# [WHAT YOU NEED TO DO]
From the very first line down to the line containing "must be at most", write out the material exactly as it appears, and no more.

# [RECORDS PROVIDED]

//! Email address type.

use core::fmt;

use serde::{Deserialize, Serialize};

/// Errors that can occur when parsing an [`Email`].
#[derive(thiserror::Error, Debug, Clone, PartialEq, Eq)]
pub enum EmailError {
    /// The input string is empty.
    #[error("email cannot be empty")]
    Empty,
    /// The input string is too long.
    #[error("email must be at most {max} characters")]
    TooLong {
        /// Maximum allowed length.
        max: usize,
    },
    /// The input is not of the form `local@domain`.
    #[error("email must look like name@domain")]
    Malformed,
}

/// A normalized email address used as the login identity.
///
/// Parsing trims surrounding whitespace and lowercases the address so that
/// `Fan@Example.com` and `fan@example.com` log into the same account.
///
/// ```
/// use musicshop_core::Email;
///
/// let email = Email::parse("  Fan@Example.com ").unwrap();
/// assert_eq!(email.as_str(), "fan@example.com");
///
/// assert!(Email::parse("").is_err());
/// assert!(Email::parse("no-at-symbol").is_err());
/// assert!(Email::parse("@example.com").is_err());
/// assert!(Email::parse("fan@").is_err());
/// ```
#[derive(Debug, Clone, Serialize, Deserialize, PartialEq, Eq, Hash)]
#[serde(transparent)]
pub struct Email(String);

impl Email {
    /// Maximum length of an email address (RFC 5321).
    pub const MAX_LENGTH: usize = 254;

    /// Parse and normalize an `Email`.
    ///
    /// # Errors
    ///
    /// Returns an error if the input is empty, longer than 254 characters,
    /// or does not have exactly one `@` with text on both sides.
    pub fn parse(s: &str) -> Result<Self, EmailError> {
        let trimmed = s.trim();
        if trimmed.is_empty() {
            return Err(EmailError::Empty);
        }
        if trimmed.len() > Self::MAX_LENGTH {
            return Err(EmailError::TooLong {
                max: Self::MAX_LENGTH,
            });
        }

        match trimmed.split_once('@') {
            Some((local, domain))
                if !local.is_empty() && !domain.is_empty() && !domain.contains('@') =>
            {
                Ok(Self(trimmed.to_lowercase()))
            }
            _ => Err(EmailError::Malformed),
        }
    }

    /// Returns the email address as a string slice.
    #[must_use]
    pub fn as_str(&self) -> &str {
        &self.0
    }
}

impl fmt::Display for Email {
    fn fmt(&self, f: &mut fmt::Formatter<'_>) -> fmt::Result {
        f.write_str(&self.0)
    }
}

impl std::str::FromStr for Email {
    type Err = EmailError;

    fn from_str(s: &str) -> Result<Self, Self::Err> {
        Self::parse(s)
    }
}

#[cfg(feature = "postgres")]
impl sqlx::Type<sqlx::Postgres> for Email {
    fn type_info() -> sqlx::postgres::PgTypeInfo {
        <String as sqlx::Type<sqlx::Postgres>>::type_info()
    }

    fn compatible(ty: &sqlx::postgres::PgTypeInfo) -> bool {
        <String as sqlx::Type<sqlx::Postgres>>::compatible(ty)
    }
}

#[cfg(feature = "postgres")]
impl<'r> sqlx::Decode<'r, sqlx::Postgres> for Email {
    fn decode(value: sqlx::postgres::PgValueRef<'r>) -> Result<Self, sqlx::error::BoxDynError> {
        let s = <String as sqlx::Decode<sqlx::Postgres>>::decode(value)?;
        Ok(Self::parse(&s)?)
    }
}

#[cfg(feature = "postgres")]
impl sqlx::Encode<'_, sqlx::Postgres> for Email {
    fn encode_by_ref(
        &self,
        buf: &mut sqlx::postgres::PgArgumentBuffer,
    ) -> Result<sqlx::encode::IsNull, sqlx::error::BoxDynError> {
        <String as sqlx::Encode<sqlx::Postgres>>::encode_by_ref(&self.0, buf)
    }
}

#[cfg(test)]
#[allow(clippy::unwrap_used)]
mod tests {
    use super::*;

    #[test]
    fn test_parse_normalizes() {
        let email = Email::parse(" Listener@Records.Example ").unwrap();
        assert_eq!(email.as_str(), "listener@records.example");
    }

    #[test]
    fn test_parse_rejects_bad_shapes() {
        assert_eq!(Email::parse("   "), Err(EmailError::Empty));
        assert_eq!(Email::parse("vinyl"), Err(EmailError::Malformed));
        assert_eq!(Email::parse("@shop.example"), Err(EmailError::Malformed));
        assert_eq!(Email::parse("fan@"), Err(EmailError::Malformed));
        assert_eq!(Email::parse("a@b@c"), Err(EmailError::Malformed));
    }

    #[test]
    fn test_parse_too_long() {
        let long = format!("{}@example.com", "a".repeat(250));
        assert!(matches!(
            Email::parse(&long),
            Err(EmailError::TooLong { max: 254 })
        ));
    }

    #[test]
    fn test_serde_is_transparent() {
        let email: Email = "fan@example.com".parse().unwrap();
        assert_eq!(
            serde_json::to_string(&email).unwrap(),
            "\"fan@example.com\""
        );
    }
}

# [SOLVED EXERCISE]
//! Email address type.

use core::fmt;

use serde::{Deserialize, Serialize};

/// Errors that can occur when parsing an [`Email`].
#[derive(thiserror::Error, Debug, Clone, PartialEq, Eq)]
pub enum EmailError {
    /// The input string is empty.
    #[error("email cannot be empty")]
    Empty,
    /// The input string is too long.
    #[error("email must be at most {max} characters")]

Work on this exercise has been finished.